**What you need to do:**
Return only that part of the material below which starts with the line containing "filename rawbuf/src/lib.rs" and goes on through the line containing "values in a fixed", restated exactly.

**Given data:**
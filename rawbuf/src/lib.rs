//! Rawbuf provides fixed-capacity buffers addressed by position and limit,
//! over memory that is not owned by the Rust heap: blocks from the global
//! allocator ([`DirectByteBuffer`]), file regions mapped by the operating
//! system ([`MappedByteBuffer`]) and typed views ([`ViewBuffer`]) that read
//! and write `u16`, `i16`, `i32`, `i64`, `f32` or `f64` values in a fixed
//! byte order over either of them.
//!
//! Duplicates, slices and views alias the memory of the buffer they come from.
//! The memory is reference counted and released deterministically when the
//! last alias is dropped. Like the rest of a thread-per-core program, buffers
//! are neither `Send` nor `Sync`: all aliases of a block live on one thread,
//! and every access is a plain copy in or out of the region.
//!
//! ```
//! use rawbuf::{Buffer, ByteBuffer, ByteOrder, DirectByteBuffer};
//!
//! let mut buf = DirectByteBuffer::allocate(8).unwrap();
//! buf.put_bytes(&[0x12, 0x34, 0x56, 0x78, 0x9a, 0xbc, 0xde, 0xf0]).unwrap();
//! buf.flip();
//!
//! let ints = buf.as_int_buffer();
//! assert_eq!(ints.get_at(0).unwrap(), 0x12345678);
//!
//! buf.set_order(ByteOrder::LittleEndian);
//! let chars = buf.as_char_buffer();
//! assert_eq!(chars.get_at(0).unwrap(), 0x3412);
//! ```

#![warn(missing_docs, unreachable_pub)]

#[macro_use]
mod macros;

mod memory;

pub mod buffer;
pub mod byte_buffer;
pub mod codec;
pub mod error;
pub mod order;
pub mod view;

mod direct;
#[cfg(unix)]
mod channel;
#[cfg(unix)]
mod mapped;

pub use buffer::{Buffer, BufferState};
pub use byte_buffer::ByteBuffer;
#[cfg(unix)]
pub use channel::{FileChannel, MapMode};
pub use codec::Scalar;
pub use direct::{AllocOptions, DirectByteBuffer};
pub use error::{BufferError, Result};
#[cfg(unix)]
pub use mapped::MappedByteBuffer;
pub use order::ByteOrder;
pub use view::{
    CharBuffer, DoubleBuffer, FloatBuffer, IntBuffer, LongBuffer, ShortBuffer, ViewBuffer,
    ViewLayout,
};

---

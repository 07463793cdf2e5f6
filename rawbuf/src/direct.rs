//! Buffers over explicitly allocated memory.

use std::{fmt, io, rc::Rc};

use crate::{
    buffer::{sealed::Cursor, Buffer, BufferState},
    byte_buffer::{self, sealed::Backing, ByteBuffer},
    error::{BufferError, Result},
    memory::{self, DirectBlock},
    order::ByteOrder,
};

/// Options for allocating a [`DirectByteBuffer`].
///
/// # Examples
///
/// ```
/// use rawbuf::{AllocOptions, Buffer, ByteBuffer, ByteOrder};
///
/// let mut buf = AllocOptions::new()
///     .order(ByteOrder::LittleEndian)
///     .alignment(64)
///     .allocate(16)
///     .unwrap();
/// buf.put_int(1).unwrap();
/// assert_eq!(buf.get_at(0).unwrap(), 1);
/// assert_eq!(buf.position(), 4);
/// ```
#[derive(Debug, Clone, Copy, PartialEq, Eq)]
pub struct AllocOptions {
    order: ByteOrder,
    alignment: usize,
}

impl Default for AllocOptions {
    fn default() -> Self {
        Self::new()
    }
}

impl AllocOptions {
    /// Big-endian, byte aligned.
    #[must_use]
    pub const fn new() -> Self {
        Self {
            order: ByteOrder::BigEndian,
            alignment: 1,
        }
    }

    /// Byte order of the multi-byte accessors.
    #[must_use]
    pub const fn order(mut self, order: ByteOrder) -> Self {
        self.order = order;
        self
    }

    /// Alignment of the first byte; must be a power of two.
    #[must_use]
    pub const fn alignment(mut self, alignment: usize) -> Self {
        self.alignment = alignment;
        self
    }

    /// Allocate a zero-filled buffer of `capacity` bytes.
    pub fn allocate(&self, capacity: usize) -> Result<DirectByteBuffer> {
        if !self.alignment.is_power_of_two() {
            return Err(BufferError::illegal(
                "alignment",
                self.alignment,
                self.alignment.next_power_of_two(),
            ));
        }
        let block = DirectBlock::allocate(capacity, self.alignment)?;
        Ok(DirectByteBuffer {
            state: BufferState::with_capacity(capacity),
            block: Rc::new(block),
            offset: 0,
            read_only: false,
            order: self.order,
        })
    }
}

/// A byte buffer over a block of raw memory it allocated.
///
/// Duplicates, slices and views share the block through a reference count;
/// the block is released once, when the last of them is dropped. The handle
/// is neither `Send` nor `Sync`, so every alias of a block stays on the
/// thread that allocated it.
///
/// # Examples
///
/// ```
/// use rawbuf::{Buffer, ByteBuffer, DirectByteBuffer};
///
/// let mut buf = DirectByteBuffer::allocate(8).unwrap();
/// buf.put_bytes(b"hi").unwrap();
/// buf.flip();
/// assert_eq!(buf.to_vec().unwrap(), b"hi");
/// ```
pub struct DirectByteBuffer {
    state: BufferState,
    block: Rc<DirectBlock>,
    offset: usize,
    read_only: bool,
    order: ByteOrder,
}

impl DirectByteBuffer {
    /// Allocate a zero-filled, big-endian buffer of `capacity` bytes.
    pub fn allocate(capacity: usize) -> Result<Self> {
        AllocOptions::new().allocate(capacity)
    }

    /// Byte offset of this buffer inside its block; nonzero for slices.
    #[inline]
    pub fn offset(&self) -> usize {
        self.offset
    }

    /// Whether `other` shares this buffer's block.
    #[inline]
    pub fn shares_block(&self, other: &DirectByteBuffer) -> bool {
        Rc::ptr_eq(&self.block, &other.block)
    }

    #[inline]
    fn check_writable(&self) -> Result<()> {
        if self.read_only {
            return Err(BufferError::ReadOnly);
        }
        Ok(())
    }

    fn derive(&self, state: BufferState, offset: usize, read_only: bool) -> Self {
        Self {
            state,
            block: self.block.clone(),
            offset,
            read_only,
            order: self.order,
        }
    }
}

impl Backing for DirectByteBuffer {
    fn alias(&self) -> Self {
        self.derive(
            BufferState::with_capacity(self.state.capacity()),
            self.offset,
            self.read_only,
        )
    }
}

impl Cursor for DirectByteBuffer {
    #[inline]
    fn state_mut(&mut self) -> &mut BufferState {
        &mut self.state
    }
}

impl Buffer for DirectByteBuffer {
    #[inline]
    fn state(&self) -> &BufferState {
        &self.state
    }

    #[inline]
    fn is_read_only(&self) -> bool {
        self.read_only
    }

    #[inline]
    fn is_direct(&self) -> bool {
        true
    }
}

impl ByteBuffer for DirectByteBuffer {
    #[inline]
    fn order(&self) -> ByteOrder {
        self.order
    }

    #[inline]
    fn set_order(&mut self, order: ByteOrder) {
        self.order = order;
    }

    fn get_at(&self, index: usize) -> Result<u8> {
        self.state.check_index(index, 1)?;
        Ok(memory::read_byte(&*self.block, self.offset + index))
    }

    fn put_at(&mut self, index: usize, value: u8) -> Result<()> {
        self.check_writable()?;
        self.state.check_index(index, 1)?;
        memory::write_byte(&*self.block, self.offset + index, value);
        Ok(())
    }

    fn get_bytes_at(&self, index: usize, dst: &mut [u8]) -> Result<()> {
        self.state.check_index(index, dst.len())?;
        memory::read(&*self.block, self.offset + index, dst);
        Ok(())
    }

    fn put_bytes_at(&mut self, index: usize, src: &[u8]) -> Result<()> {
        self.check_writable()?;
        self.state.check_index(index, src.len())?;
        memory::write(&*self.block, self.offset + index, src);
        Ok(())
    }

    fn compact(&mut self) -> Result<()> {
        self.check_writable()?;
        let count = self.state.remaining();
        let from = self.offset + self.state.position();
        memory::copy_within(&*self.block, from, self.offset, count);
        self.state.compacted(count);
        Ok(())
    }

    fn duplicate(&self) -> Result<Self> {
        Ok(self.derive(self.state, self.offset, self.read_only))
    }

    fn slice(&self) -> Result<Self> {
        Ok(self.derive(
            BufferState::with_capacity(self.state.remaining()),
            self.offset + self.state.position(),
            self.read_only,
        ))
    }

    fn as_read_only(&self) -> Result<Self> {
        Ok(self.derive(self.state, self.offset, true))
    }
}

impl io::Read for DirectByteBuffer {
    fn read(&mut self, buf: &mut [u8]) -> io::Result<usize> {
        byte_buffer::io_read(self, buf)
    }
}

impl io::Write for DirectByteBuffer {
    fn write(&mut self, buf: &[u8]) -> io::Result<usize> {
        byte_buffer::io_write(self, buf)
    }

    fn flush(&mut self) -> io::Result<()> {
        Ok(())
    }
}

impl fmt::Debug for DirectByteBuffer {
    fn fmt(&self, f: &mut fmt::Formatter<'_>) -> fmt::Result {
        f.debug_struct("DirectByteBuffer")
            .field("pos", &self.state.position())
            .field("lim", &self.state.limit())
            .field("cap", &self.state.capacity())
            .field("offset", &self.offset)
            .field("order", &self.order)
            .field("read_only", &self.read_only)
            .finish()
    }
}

**Solution to the exercise:**
filename rawbuf/src/lib.rs
//! Rawbuf provides fixed-capacity buffers addressed by position and limit,
//! over memory that is not owned by the Rust heap: blocks from the global
//! allocator ([`DirectByteBuffer`]), file regions mapped by the operating
//! system ([`MappedByteBuffer`]) and typed views ([`ViewBuffer`]) that read
//! and write `u16`, `i16`, `i32`, `i64`, `f32` or `f64` values in a fixed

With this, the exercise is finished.